REQUIRED ACTION:
Go through the entries below and count the lines where the word "total" appears; give only the count.

Collected data entries
#[cfg(test)]
mod tests {
    use super::*;
    use crate::store::ErrorKind;
    use chrono::Duration;
    use tempfile::TempDir;

    fn make_test_store() -> (TempDir, JsonStore) {
        let dir = TempDir::new().unwrap();
        let store = JsonStore::open(dir.path().to_path_buf()).unwrap();
        (dir, store)
    }

    #[test]
    fn test_empty_store_reads_as_empty() {
        let (_dir, store) = make_test_store();
        assert!(store.list_lessons().unwrap().is_empty());
        assert!(store.load_words(&LessonFilter::All, false).unwrap().is_empty());
        assert!(store.load_words(&LessonFilter::All, true).unwrap().is_empty());
    }

    #[test]
    fn test_ensure_default_lesson_creates_once() {
        let (_dir, store) = make_test_store();
        let lessons = store.ensure_default_lesson().unwrap();
        assert_eq!(lessons.len(), 1);
        assert_eq!(lessons[0].name, DEFAULT_LESSON);

        store.create_lesson("Verbs", "").unwrap();
        let lessons = store.ensure_default_lesson().unwrap();
        assert_eq!(lessons.len(), 2);
    }

    #[test]
    fn test_default_lesson_sorts_first_then_by_creation() {
        let (_dir, store) = make_test_store();
        let now = Utc::now();
        let mut older = Lesson::new("Older", "");
        older.created_at = now - Duration::days(2);
        let mut newer = Lesson::new("Newer", "");
        newer.created_at = now - Duration::days(1);
        let mut main = Lesson::new(DEFAULT_LESSON, "");
        main.created_at = now;
        store.write_lessons(vec![newer, main, older]).unwrap();

        let names: Vec<String> = store
            .list_lessons()
            .unwrap()
            .into_iter()
            .map(|l| l.name)
            .collect();
        assert_eq!(names, vec!["Main", "Older", "Newer"]);
    }

    #[test]
    fn test_save_word_rejects_duplicate_in_same_lesson_only() {
        let (_dir, store) = make_test_store();
        store.save_word("cat", "кіт", "Main").unwrap();
        let err = store.save_word("cat", "кішка", "Main").unwrap_err();
        assert_eq!(err.kind(), ErrorKind::Conflict);
        store.save_word("cat", "кіт", "Animals").unwrap();
        assert_eq!(store.load_words(&LessonFilter::All, false).unwrap().len(), 2);
    }

    #[test]
    fn test_load_words_filters_lesson_and_learned() {
        let (_dir, store) = make_test_store();
        store.save_word("cat", "кіт", "Main").unwrap();
        store.save_word("run", "бігти", "Verbs").unwrap();
        store.save_word("Apple", "яблуко", "Main").unwrap();
        store.toggle_learned(&WordKey::new("cat", "Main")).unwrap();

        let main = store.load_words(&LessonFilter::lesson("Main"), false).unwrap();
        assert_eq!(main.len(), 1);
        assert_eq!(main[0].english, "Apple");

        let learned = store.load_words(&LessonFilter::All, true).unwrap();
        assert_eq!(learned.len(), 1);
        assert!(learned[0].learned);

        let all: Vec<String> = store
            .load_words(&LessonFilter::All, false)
            .unwrap()
            .into_iter()
            .map(|w| w.english)
            .collect();
        assert_eq!(all, vec!["Apple", "run"]);
    }

    #[test]
    fn test_create_lesson_conflict_is_case_sensitive() {
        let (_dir, store) = make_test_store();
        store.create_lesson("Verbs", "action words").unwrap();
        assert_eq!(
            store.create_lesson("Verbs", "").unwrap_err().kind(),
            ErrorKind::Conflict
        );
        store.create_lesson("verbs", "").unwrap();
        let verbs = store.list_lessons().unwrap();
        assert_eq!(verbs[0].description, "action words");
    }

    #[test]
    fn test_rename_lesson_cascades_to_words() {
        let (_dir, store) = make_test_store();
        store.create_lesson("Animals", "").unwrap();
        store.save_word("cat", "кіт", "Animals").unwrap();
        store.save_word("dog", "пес", "Animals").unwrap();
        store.save_word("run", "бігти", "Main").unwrap();

        store.rename_lesson("Animals", "Pets").unwrap();

        assert!(store.load_words(&LessonFilter::lesson("Animals"), false).unwrap().is_empty());
        let pets = store.load_words(&LessonFilter::lesson("Pets"), false).unwrap();
        assert_eq!(pets.len(), 2);
        assert!(store.list_lessons().unwrap().iter().any(|l| l.name == "Pets"));
        assert_eq!(store.load_words(&LessonFilter::lesson("Main"), false).unwrap().len(), 1);
        assert!(!store.file_path("words.json.bak").exists());
        assert!(!store.file_path("lessons.json.tmp").exists());
    }

    #[test]
    fn test_rename_lesson_rejections() {
        let (_dir, store) = make_test_store();
        store.create_lesson("A", "").unwrap();
        store.create_lesson("B", "").unwrap();
        store.rename_lesson("A", "A").unwrap();
        assert_eq!(store.rename_lesson("A", "B").unwrap_err().kind(), ErrorKind::Conflict);
        assert_eq!(store.rename_lesson("Z", "Y").unwrap_err().kind(), ErrorKind::NotFound);
        // a missing source wins over a taken target
        assert_eq!(store.rename_lesson("Z", "B").unwrap_err().kind(), ErrorKind::NotFound);
    }

    #[test]
    fn test_toggle_learned_is_keyed_by_lesson() {
        let (_dir, store) = make_test_store();
        store.save_word("cat", "кіт", "Main").unwrap();
        store.save_word("cat", "кіт", "Animals").unwrap();

        assert!(store.toggle_learned(&WordKey::new("cat", "Animals")).unwrap());
        let learned = store.load_words(&LessonFilter::All, true).unwrap();
        assert_eq!(learned.len(), 1);
        assert_eq!(learned[0].lesson, "Animals");

        assert_eq!(
            store.toggle_learned(&WordKey::new("bird", "Main")).unwrap_err().kind(),
            ErrorKind::NotFound
        );
    }

    #[test]
    fn test_update_word_keeps_learned_and_checks_conflicts() {
        let (_dir, store) = make_test_store();
        store.save_word("cat", "кіт", "Main").unwrap();
        store.save_word("dog", "пес", "Main").unwrap();
        let cat = WordKey::new("cat", "Main");
        store.toggle_learned(&cat).unwrap();

        let err = store.update_word(&cat, "dog", "собака", "Main").unwrap_err();
        assert_eq!(err.kind(), ErrorKind::Conflict);

        let updated = store.update_word(&cat, "kitten", "кошеня", "Animals").unwrap();
        assert!(updated.learned);
        assert_eq!(updated.lesson, "Animals");

        let learned = store.load_words(&LessonFilter::All, true).unwrap();
        assert_eq!(learned, vec![updated]);
        assert_eq!(
            store.update_word(&cat, "x", "y", "Main").unwrap_err().kind(),
            ErrorKind::NotFound
        );
    }

    #[test]
    fn test_update_word_same_key_changes_translation() {
        let (_dir, store) = make_test_store();
        store.save_word("cat", "кіт", "Main").unwrap();
        let cat = WordKey::new("cat", "Main");
        store.update_word(&cat, "cat", "кішка", "Main").unwrap();
        let words = store.load_words(&LessonFilter::All, false).unwrap();
        assert_eq!(words[0].translation, "кішка");
    }

    #[test]
    fn test_delete_word_is_targeted() {
        let (_dir, store) = make_test_store();
        store.save_word("cat", "кіт", "Main").unwrap();
        store.save_word("cat", "кіт", "Animals").unwrap();
        let removed = store.delete_word(&WordKey::new("cat", "Main")).unwrap();
        assert_eq!(removed.lesson, "Main");
        let rest = store.load_words(&LessonFilter::All, false).unwrap();
        assert_eq!(rest.len(), 1);
        assert_eq!(rest[0].lesson, "Animals");
        assert_eq!(
            store.delete_word(&WordKey::new("cat", "Main")).unwrap_err().kind(),
            ErrorKind::NotFound
        );
    }

    #[test]
    fn test_replace_all_words_rejects_duplicate_keys() {
        let (_dir, store) = make_test_store();
        store.save_word("old", "старий", "Main").unwrap();
        let dup = vec![Word::new("a", "б", "Main"), Word::new("a", "в", "Main")];
        assert_eq!(store.replace_all_words(dup).unwrap_err().kind(), ErrorKind::Conflict);
        assert_eq!(store.load_words(&LessonFilter::All, false).unwrap().len(), 1);

        store
            .replace_all_words(vec![Word::new("new", "новий", "Main")])
            .unwrap();
        let words = store.load_words(&LessonFilter::All, false).unwrap();
        assert_eq!(words.len(), 1);
        assert_eq!(words[0].english, "new");
    }

    #[test]
    fn test_corrupt_document_is_a_storage_fault() {
        let (_dir, store) = make_test_store();
        fs::write(store.file_path(WORDS_FILE), "{ not json").unwrap();
        let err = store.load_words(&LessonFilter::All, false).unwrap_err();
        assert!(err.is_storage_fault());
        // the broken file must not be overwritten by a later save
        assert!(store.save_word("cat", "кіт", "Main").unwrap_err().is_storage_fault());
        assert_eq!(
            fs::read_to_string(store.file_path(WORDS_FILE)).unwrap(),
            "{ not json"
        );
    }

    #[test]
    fn test_lesson_summaries_count_words() {
        let (_dir, store) = make_test_store();
        store.ensure_default_lesson().unwrap();
        store.create_lesson("Verbs", "").unwrap();
        store.save_word("cat", "кіт", "Main").unwrap();
        store.save_word("dog", "пес", "Main").unwrap();
        store.toggle_learned(&WordKey::new("dog", "Main")).unwrap();

        let summaries = store.lesson_summaries().unwrap();
        assert_eq!(summaries.len(), 2);
        assert_eq!(summaries[0].lesson.name, "Main");
        assert_eq!(summaries[0].total, 2);
        assert_eq!(summaries[0].learned, 1);
        assert_eq!(summaries[0].unlearned(), 1);
        assert_eq!(summaries[1].total, 0);
    }

    #[test]
    fn test_round_trip_export_import() {
        let (_dir, store) = make_test_store();
        store.ensure_default_lesson().unwrap();
        store.save_word("cat", "кіт", "Main").unwrap();
        store.toggle_learned(&WordKey::new("cat", "Main")).unwrap();
        let export = store.export_all().unwrap();
        assert_eq!(export.wordtrainer_export_version, EXPORT_VERSION);

        let (_dir2, store2) = make_test_store();
        store2.import_all(&export).unwrap();
        assert_eq!(store2.list_lessons().unwrap(), export.lessons);
        assert_eq!(store2.load_words(&LessonFilter::All, true).unwrap(), export.words);
    }

    #[test]
    fn test_import_version_rejection() {
        let (_dir, store) = make_test_store();
        let mut export = store.export_all().unwrap();
        export.wordtrainer_export_version = 99;
        let err = store.import_all(&export).unwrap_err();
        assert!(err.is_storage_fault());
        assert!(err.to_string().contains("99"));
    }

    #[test]
    fn test_import_staging_failure_preserves_originals() {
        let (dir, store) = make_test_store();
        store.save_word("cat", "кіт", "Main").unwrap();
        let original = fs::read_to_string(store.file_path(WORDS_FILE)).unwrap();

        let bad_dir = dir.path().join("nonexistent_subdir");
        let bad_store = JsonStore {
            base_dir: bad_dir.clone(),
        };
        let export = store.export_all().unwrap();
        let err = bad_store.import_all(&export).unwrap_err();
        assert!(err.to_string().contains("commit failed during staging"));
        assert!(!bad_dir.exists());

        assert_eq!(fs::read_to_string(store.file_path(WORDS_FILE)).unwrap(), original);
        let tmp_files: Vec<_> = fs::read_dir(dir.path())
            .unwrap()
            .filter_map(|e| e.ok())
            .filter(|e| e.path().extension().and_then(|x| x.to_str()) == Some("tmp"))
            .collect();
        assert!(tmp_files.is_empty(), "no residual .tmp files");
    }

    #[test]
    fn test_recover_restores_missing_document_from_bak() {
        let (_dir, store) = make_test_store();
        store.save_word("cat", "кіт", "Main").unwrap();
        fs::rename(store.file_path(WORDS_FILE), store.file_path("words.json.bak")).unwrap();
        fs::write(store.file_path("lessons.json.bak"), "{}").unwrap();
        fs::write(store.file_path("lessons.json"), "{}").unwrap();

        assert!(store.recover_interrupted_commit());
        assert!(!store.file_path("words.json.bak").exists());
        assert!(!store.file_path("lessons.json.bak").exists());
        assert_eq!(store.load_words(&LessonFilter::All, false).unwrap().len(), 1);
        assert!(!store.recover_interrupted_commit());
    }
}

ANSWER AREA:
2